Neben ihrer unternehmerischen Tätigkeit kamen auch Ehrenämter nicht zu kurz. In Blaubeuren-Weiler gründete sie den Kindergarten. Zudem war sie 15 Jahre Elternsprecherin und später Gesamtelternsprecherin aller Blaubeurer Schulen sowie 31 Jahre lang Mitglied im Kirchengemeinderat. Darüber hinaus gehörte sie sieben Jahre zum Rat der Evangelischen Kirche Deutschlands, dem höchsten Gremium der Kirche. Acht Jahre saß die Blaubeurer Ehrenbürgerin im Vorstand des Arbeitskreises Evangelischer Unternehmer. Mehrere Jahre war sie aktives Mitglied der Hospiz-Gruppe in Blaubeuren.

Vom christlichen Glauben geprägt, wollte sie Verantwortung in der Gesellschaft übernehmen. Ihr Lebensmotto aus dem Petrusbrief: „Dienet einander, ein jeglicher mit der Gabe, die er empfangen hat!“, füllte sie mit Leben.

Impulsen von Ruth Merckle und Kapital der Unternehmerfamilie Merckle ist es zu verdanken, dass die Hoffnungsträger Stiftung ins Leben gerufen worden ist.
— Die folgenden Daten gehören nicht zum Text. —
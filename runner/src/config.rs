use anyhow::Context;
use dotenv::dotenv;
use pairtrade_rs::config::{EngineConfig, HedgeFailurePolicy, RiskConfig, StalenessPolicy};
use std::path::PathBuf;
use std::str::FromStr;

pub struct RunnerConfig {
    pub engine: EngineConfig,
    pub risk: RiskConfig,
    pub ticks_file: PathBuf,
    pub initial_balance: f64,
    pub json_logs: bool,
}

fn var(key: &str) -> Option<String> {
    std::env::var(key).ok().filter(|v| !v.trim().is_empty())
}

fn parse<T>(key: &str) -> Result<Option<T>, anyhow::Error>
where
    T: FromStr,
    T::Err: std::error::Error + Send + Sync + 'static,
{
    var(key)
        .map(|raw| {
            raw.trim()
                .parse::<T>()
                .with_context(|| format!("{key} has an invalid value: {raw:?}"))
        })
        .transpose()
}

fn hedge_failure(raw: &str) -> Result<HedgeFailurePolicy, anyhow::Error> {
    match raw.trim().to_ascii_lowercase().as_str() {
        "alert" => Ok(HedgeFailurePolicy::Alert),
        "compensate" => Ok(HedgeFailurePolicy::Compensate),
        other => anyhow::bail!("PAIR_HEDGE_FAILURE must be 'alert' or 'compensate', got {other:?}"),
    }
}

impl RunnerConfig {
    pub fn from_env() -> Result<Self, anyhow::Error> {
        dotenv().ok();

        let leg1 = var("PAIR_LEG1").context("PAIR_LEG1 is not set")?;
        let leg2 = var("PAIR_LEG2").context("PAIR_LEG2 is not set")?;
        let defaults = EngineConfig::new(leg1, leg2);

        let mut engine = defaults
            .clone()
            .with_period(parse("PAIR_PERIOD")?.unwrap_or(defaults.period))
            .with_thresholds(
                parse("PAIR_ENTRY_Z")?.unwrap_or(defaults.entry_threshold),
                parse("PAIR_EXIT_Z")?.unwrap_or(defaults.exit_band),
            )
            .with_beta(parse("PAIR_BETA")?.unwrap_or(defaults.beta))
            .with_base_volume(parse("PAIR_VOLUME")?.unwrap_or(defaults.base_volume));

        if let Some(step) = parse("PAIR_VOLUME_STEP")? {
            engine = engine.with_volume_step(step);
        }
        if let Some(secs) = parse::<i64>("PAIR_MAX_LEG_AGE_SECS")? {
            engine = engine.with_staleness(StalenessPolicy::Expire {
                max_age_ms: secs.saturating_mul(1_000),
            });
        }
        if let Some(raw) = var("PAIR_HEDGE_FAILURE") {
            engine = engine.with_hedge_failure(hedge_failure(&raw)?);
        }

        let risk = match parse("PAIR_STOP_LOSS_PCT")? {
            Some(pct) => RiskConfig::with_stop_loss(pct),
            None => RiskConfig::default(),
        };

        Ok(RunnerConfig {
            engine,
            risk,
            ticks_file: var("PAIR_TICKS_FILE")
                .unwrap_or_else(|| "./ticks.jsonl".to_string())
                .into(),
            initial_balance: parse("PAIR_INITIAL_BALANCE")?.unwrap_or(10_000.0),
            json_logs: var("LOG_FORMAT")
                .map(|f| f.eq_ignore_ascii_case("json"))
                .unwrap_or(false),
        })
    }
}
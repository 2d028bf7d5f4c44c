//! Rolling window statistics with O(1) updates

use crate::error::EngineError;
use crate::indicators::Indicator;
use crate::Result;
use std::collections::VecDeque;

/// Variance substituted when the running sums cancel to zero or below
pub const VARIANCE_FLOOR: f64 = 1e-4;

/// Bounded window of samples with running sum and sum of squares.
///
/// `sum` and `sum_sq` always describe exactly the samples in `window`; every
/// push adjusts them for the appended sample and, once the window is full,
/// for the evicted one.
#[derive(Debug, Clone)]
pub struct RollingStatistics {
    period: usize,
    window: VecDeque<f64>,
    sum: f64,
    sum_sq: f64,
}

impl RollingStatistics {
    /// Create an empty window holding at most `period` samples
    pub fn new(period: usize) -> Self {
        Self {
            period,
            window: VecDeque::with_capacity(period + 1),
            sum: 0.0,
            sum_sq: 0.0,
        }
    }

    /// Append a sample, returning the evicted one once the window slides
    pub fn push(&mut self, value: f64) -> Option<f64> {
        self.window.push_back(value);
        self.sum += value;
        self.sum_sq += value * value;

        if self.window.len() > self.period {
            let evicted = self.window.pop_front()?;
            self.sum -= evicted;
            self.sum_sq -= evicted * evicted;
            Some(evicted)
        } else {
            None
        }
    }

    /// Window length
    pub fn period(&self) -> usize {
        self.period
    }

    /// Number of samples currently held
    pub fn len(&self) -> usize {
        self.window.len()
    }

    /// Check if the window holds no samples
    pub fn is_empty(&self) -> bool {
        self.window.is_empty()
    }

    /// True once `period` samples have been pushed
    pub fn is_ready(&self) -> bool {
        self.window.len() == self.period
    }

    /// Samples oldest first
    pub fn samples(&self) -> impl Iterator<Item = f64> + '_ {
        self.window.iter().copied()
    }

    /// Running sum of the held samples
    pub fn sum(&self) -> f64 {
        self.sum
    }

    /// Running sum of squares of the held samples
    pub fn sum_of_squares(&self) -> f64 {
        self.sum_sq
    }

    fn ensure_ready(&self) -> Result<()> {
        if self.is_ready() {
            Ok(())
        } else {
            Err(EngineError::WindowNotReady {
                have: self.window.len(),
                need: self.period,
            })
        }
    }

    /// Mean of the window
    pub fn mean(&self) -> Result<f64> {
        self.ensure_ready()?;
        Ok(self.sum / self.period as f64)
    }

    /// Population variance of the window, floored at [`VARIANCE_FLOOR`]
    pub fn variance(&self) -> Result<f64> {
        let mean = self.mean()?;
        let variance = self.sum_sq / self.period as f64 - mean * mean;
        if variance > 0.0 {
            Ok(variance)
        } else {
            Ok(VARIANCE_FLOOR)
        }
    }

    /// Standard deviation of the window
    pub fn std_dev(&self) -> Result<f64> {
        Ok(self.variance()?.sqrt())
    }

    /// Whether the variance is currently the floor value rather than measured
    pub fn is_variance_floored(&self) -> bool {
        match self.mean() {
            Ok(mean) => self.sum_sq / self.period as f64 - mean * mean <= 0.0,
            Err(_) => false,
        }
    }
}

impl Indicator for RollingStatistics {
    fn name(&self) -> &str {
        "RollingStatistics"
    }

    fn update(&mut self, value: f64) {
        self.push(value);
    }

    fn value(&self) -> Option<f64> {
        self.mean().ok()
    }

    fn is_ready(&self) -> bool {
        RollingStatistics::is_ready(self)
    }
}
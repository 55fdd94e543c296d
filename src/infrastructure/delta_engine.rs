// Delta synchronization engine: fixed-offset chunk signatures, delta
// construction against a base signature, and delta application with
// integrity verification. Chunk identity is SHA-256 only.

use std::collections::HashMap;
use tracing::debug;

use crate::core::sha256_hex;
use crate::error::{AppError, AppResult};
use crate::models::{ChunkSignature, Delta, DeltaMetrics, DeltaOp};

#[derive(Debug, Clone)]
pub struct DeltaEngine {
    chunk_size: usize,
}

impl DeltaEngine {
    pub fn new(chunk_size: usize) -> Self {
        assert!(chunk_size > 0, "chunk size must be positive");
        Self { chunk_size }
    }

    pub fn chunk_size(&self) -> usize {
        self.chunk_size
    }

    /// Split content into fixed-offset chunks; the final chunk may be short.
    /// Empty content yields an empty signature.
    pub fn signature(&self, content: &[u8]) -> Vec<ChunkSignature> {
        content
            .chunks(self.chunk_size)
            .enumerate()
            .map(|(index, chunk)| ChunkSignature {
                index,
                offset: (index * self.chunk_size) as u64,
                size: chunk.len(),
                hash: sha256_hex(chunk),
            })
            .collect()
    }

    /// Digest identifying a base signature, so a receiver can detect a delta
    /// computed against the wrong base.
    pub fn signature_digest(signature: &[ChunkSignature]) -> String {
        let mut joined = String::with_capacity(signature.len() * 64);
        for sig in signature {
            joined.push_str(&sig.hash);
        }
        sha256_hex(joined.as_bytes())
    }

    /// Build a delta transforming the base signature's content into
    /// `new_content`. Chunks whose hash appears in the base become copy
    /// spans (first occurrence wins, contiguous spans merged); everything
    /// else is an insert carrying the chunk bytes.
    pub fn delta(&self, base_signature: &[ChunkSignature], new_content: &[u8]) -> Delta {
        let mut base_index: HashMap<&str, usize> = HashMap::new();
        for sig in base_signature {
            base_index.entry(sig.hash.as_str()).or_insert(sig.index);
        }

        let new_signature = self.signature(new_content);
        let mut operations: Vec<DeltaOp> = Vec::new();

        for sig in &new_signature {
            match base_index.get(sig.hash.as_str()) {
                Some(&from) => {
                    // Extend the previous copy span when the base index is contiguous
                    if let Some(DeltaOp::Copy {
                        from_index,
                        count,
                        size,
                    }) = operations.last_mut()
                    {
                        if *from_index + *count == from {
                            *count += 1;
                            *size += sig.size as u64;
                            continue;
                        }
                    }
                    operations.push(DeltaOp::Copy {
                        from_index: from,
                        count: 1,
                        size: sig.size as u64,
                    });
                }
                None => {
                    let start = sig.offset as usize;
                    let end = start + sig.size;
                    operations.push(DeltaOp::Insert {
                        index: sig.index,
                        chunk_hash: sig.hash.clone(),
                        size: sig.size,
                        bytes: Some(new_content[start..end].to_vec()),
                    });
                }
            }
        }

        debug!(
            "Delta built: {} ops over {} new chunks",
            operations.len(),
            new_signature.len()
        );

        Delta {
            base_signature_digest: Self::signature_digest(base_signature),
            operations,
        }
    }

    /// Reconstruct new content from base content plus a delta. Fails with
    /// `DeltaIntegrity` when the delta was computed against a different
    /// base or the result does not hash to the originator's declared hash.
    /// Insert ops must carry bytes; callers hydrate them from the chunk
    /// store before applying.
    pub fn apply(
        &self,
        base_content: &[u8],
        delta: &Delta,
        expected_content_hash: &str,
    ) -> AppResult<Vec<u8>> {
        let base_signature = self.signature(base_content);
        let base_digest = Self::signature_digest(&base_signature);
        if base_digest != delta.base_signature_digest {
            return Err(AppError::DeltaIntegrity(format!(
                "delta base digest {} does not match supplied base {}",
                delta.base_signature_digest, base_digest
            )));
        }

        let expected_len: u64 = delta.operations.iter().map(|op| op.byte_len()).sum();
        let mut output = Vec::with_capacity(expected_len as usize);

        for op in &delta.operations {
            match op {
                DeltaOp::Copy {
                    from_index, count, ..
                } => {
                    let last = from_index + count;
                    if last > base_signature.len() {
                        return Err(AppError::DeltaIntegrity(format!(
                            "copy span {}..{} exceeds base of {} chunks",
                            from_index,
                            last,
                            base_signature.len()
                        )));
                    }
                    let start = base_signature[*from_index].offset as usize;
                    let end_sig = &base_signature[last - 1];
                    let end = end_sig.offset as usize + end_sig.size;
                    output.extend_from_slice(&base_content[start..end]);
                }
                DeltaOp::Insert {
                    chunk_hash, bytes, ..
                } => match bytes {
                    Some(bytes) => {
                        if sha256_hex(bytes) != *chunk_hash {
                            return Err(AppError::DeltaIntegrity(format!(
                                "insert bytes do not hash to {}",
                                chunk_hash
                            )));
                        }
                        output.extend_from_slice(bytes);
                    }
                    None => {
                        return Err(AppError::MissingChunk(format!(
                            "insert op for {} carries no bytes",
                            chunk_hash
                        )));
                    }
                },
            }
        }

        if output.len() as u64 != expected_len {
            return Err(AppError::DeltaIntegrity(format!(
                "reconstructed {} bytes, delta declares {}",
                output.len(),
                expected_len
            )));
        }
        let actual_hash = sha256_hex(&output);
        if actual_hash != expected_content_hash {
            return Err(AppError::DeltaIntegrity(format!(
                "reconstructed content hashes to {} but {} was declared",
                actual_hash, expected_content_hash
            )));
        }

        Ok(output)
    }

    /// Savings accounting for a delta
    pub fn metrics(delta: &Delta) -> DeltaMetrics {
        let mut metrics = DeltaMetrics::default();
        for op in &delta.operations {
            match op {
                DeltaOp::Copy { count, size, .. } => {
                    metrics.chunks_copied += count;
                    metrics.chunks_total += count;
                    metrics.bytes_saved += size;
                }
                DeltaOp::Insert { size, .. } => {
                    metrics.chunks_inserted += 1;
                    metrics.chunks_total += 1;
                    metrics.bytes_transferred += *size as u64;
                }
            }
        }
        let total_bytes = metrics.bytes_transferred + metrics.bytes_saved;
        metrics.compression_ratio = if total_bytes > 0 {
            metrics.bytes_saved as f64 / total_bytes as f64
        } else {
            0.0
        };
        metrics
    }
}
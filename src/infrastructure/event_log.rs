// Causally consistent audit of replication activity, with a bounded push
// channel for dashboards and node listeners. Slow subscribers lag and drop
// messages; they never block producers.

use std::collections::VecDeque;
use std::sync::Arc;
use tokio::sync::{broadcast, RwLock};
use tracing::{debug, warn};

use crate::core::vector_clock::causal_sort;
use crate::core::{FileId, NodeId};
use crate::error::AppResult;
use crate::infrastructure::metadata_store::MetadataStore;
use crate::models::{EventPayload, SyncEvent};

const BROADCAST_CAPACITY: usize = 256;

pub struct EventLog {
    /// Recent window, newest at the back
    events: Arc<RwLock<VecDeque<SyncEvent>>>,
    max_log_size: usize,
    sender: broadcast::Sender<SyncEvent>,
    metadata: Arc<MetadataStore>,
}

impl EventLog {
    pub fn new(metadata: Arc<MetadataStore>, max_log_size: usize) -> Self {
        let (sender, _) = broadcast::channel(BROADCAST_CAPACITY);
        Self {
            events: Arc::new(RwLock::new(VecDeque::new())),
            max_log_size,
            sender,
            metadata,
        }
    }

    /// Append an event: persist, publish to subscribers, keep in the window
    pub async fn append(
        &self,
        node_id: NodeId,
        file_id: Option<FileId>,
        payload: EventPayload,
        vector_clock: crate::core::vector_clock::VectorClock,
    ) -> AppResult<SyncEvent> {
        let mut event = SyncEvent::new(node_id, file_id, payload, vector_clock);
        self.metadata.insert_event(&event).await?;

        // receiver_count == 0 just means nobody is listening yet
        if self.sender.send(event.clone()).is_ok() {
            event.processed = true;
            self.metadata.mark_event_processed(&event.event_id).await?;
        }

        debug!(
            "Event {} appended ({})",
            event.event_id,
            event.event_type.as_str()
        );

        let mut events = self.events.write().await;
        events.push_back(event.clone());
        if events.len() > self.max_log_size {
            events.pop_front();
            warn!("Event window full, dropping oldest entry");
        }
        Ok(event)
    }

    /// Fatal-path event: kept in the window and pushed to subscribers but
    /// never persisted, because the metadata store is what just failed
    pub async fn broadcast_unpersisted(&self, mut event: SyncEvent) {
        if self.sender.send(event.clone()).is_ok() {
            event.processed = true;
        }
        let mut events = self.events.write().await;
        events.push_back(event);
        if events.len() > self.max_log_size {
            events.pop_front();
        }
    }

    /// Most-recent-first slice of the in-memory window
    pub async fn recent(&self, limit: usize) -> Vec<SyncEvent> {
        self.events
            .read()
            .await
            .iter()
            .rev()
            .take(limit)
            .cloned()
            .collect()
    }

    /// The same window, in an order consistent with happens-before
    pub async fn causal_recent(&self, limit: usize) -> Vec<SyncEvent> {
        let window: Vec<SyncEvent> = {
            let events = self.events.read().await;
            let skip = events.len().saturating_sub(limit);
            events.iter().skip(skip).cloned().collect()
        };
        causal_sort(window)
    }

    /// Push channel. Subscribers receive only events appended after this
    /// call; there is no replay.
    pub fn subscribe(&self) -> broadcast::Receiver<SyncEvent> {
        self.sender.subscribe()
    }

    /// Node-removal cascade: drop the removed node's events from the window
    pub async fn purge_node(&self, node_id: &str) {
        self.events
            .write()
            .await
            .retain(|event| event.node_id != node_id);
    }

    pub async fn len(&self) -> usize {
        self.events.read().await.len()
    }

    pub async fn is_empty(&self) -> bool {
        self.events.read().await.is_empty()
    }
}

#[cfg(test)]
mod tests {
    use super::*;
    use crate::core::vector_clock::VectorClock;
    use crate::models::{NodeInfo, NodeStatus};

    async fn log() -> EventLog {
        let metadata = Arc::new(MetadataStore::new("sqlite::memory:").await.unwrap());
        metadata.init().await.unwrap();
        // Seed the node the events will be authored under
        metadata
            .upsert_node(&NodeInfo {
                node_id: "n1".into(),
                name: "node n1".into(),
                address: "127.0.0.1".into(),
                port: 9000,
                capabilities: vec![],
                status: NodeStatus::Online,
                registered_at: 0,
                last_heartbeat: 0,
            })
            .await
            .unwrap();
        EventLog::new(metadata, 100)
    }

    fn clock(node: &str, value: u64) -> VectorClock {
        let mut vc = VectorClock::new();
        vc.clocks.insert(node.to_string(), value);
        vc
    }

    fn payload(reason: &str) -> EventPayload {
        EventPayload::NodeRemoved {
            reason: reason.to_string(),
        }
    }

    #[tokio::test]
    async fn test_recent_is_most_recent_first() {
        let log = log().await;
        log.append("n1".into(), None, payload("a"), clock("n1", 1))
            .await
            .unwrap();
        log.append("n1".into(), None, payload("b"), clock("n1", 2))
            .await
            .unwrap();
        let recent = log.recent(10).await;
        assert_eq!(recent.len(), 2);
        assert!(matches!(
            &recent[0].data,
            EventPayload::NodeRemoved { reason } if reason == "b"
        ));
    }

    #[tokio::test]
    async fn test_causal_recent_orders_by_clock() {
        let log = log().await;
        // Appended out of causal order
        log.append("n1".into(), None, payload("second"), clock("n1", 2))
            .await
            .unwrap();
        log.append("n1".into(), None, payload("first"), clock("n1", 1))
            .await
            .unwrap();
        let causal = log.causal_recent(10).await;
        assert!(matches!(
            &causal[0].data,
            EventPayload::NodeRemoved { reason } if reason == "first"
        ));
    }

    #[tokio::test]
    async fn test_subscribers_see_only_later_events() {
        let log = log().await;
        log.append("n1".into(), None, payload("before"), clock("n1", 1))
            .await
            .unwrap();
        let mut rx = log.subscribe();
        log.append("n1".into(), None, payload("after"), clock("n1", 2))
            .await
            .unwrap();
        let received = rx.recv().await.unwrap();
        assert!(matches!(
            received.data,
            EventPayload::NodeRemoved { ref reason } if reason == "after"
        ));
        assert!(rx.try_recv().is_err());
    }

    #[tokio::test]
    async fn test_window_trims_at_capacity() {
        let metadata = Arc::new(MetadataStore::new("sqlite::memory:").await.unwrap());
        metadata.init().await.unwrap();
        metadata
            .upsert_node(&NodeInfo {
                node_id: "n1".into(),
                name: "n".into(),
                address: "a".into(),
                port: 1,
                capabilities: vec![],
                status: NodeStatus::Online,
                registered_at: 0,
                last_heartbeat: 0,
            })
            .await
            .unwrap();
        let log = EventLog::new(metadata, 2);
        for i in 0..3 {
            log.append("n1".into(), None, payload(&format!("e{}", i)), clock("n1", i + 1))
                .await
                .unwrap();
        }
        assert_eq!(log.len().await, 2);
        let recent = log.recent(10).await;
        assert!(matches!(
            &recent[1].data,
            EventPayload::NodeRemoved { reason } if reason == "e1"
        ));
    }
}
Die Stiftung ist in Dankbarkeit an Ruth und Adolf Merckle entstanden, die verantwortungsbewusstes Unternehmertum gelebt haben und dabei immer auch die Belange ihrer Mitarbeiter und der Gesellschaft im Blick hatten.

Die Hoffnungsträger Stiftung ist Ruth Merckle dankbar für ihr Engagement und wird sie als starke, herzliche, großzügige und gläubige Frau in Erinnerung behalten und ihr stets ein ehrendes Gedenken bewahren.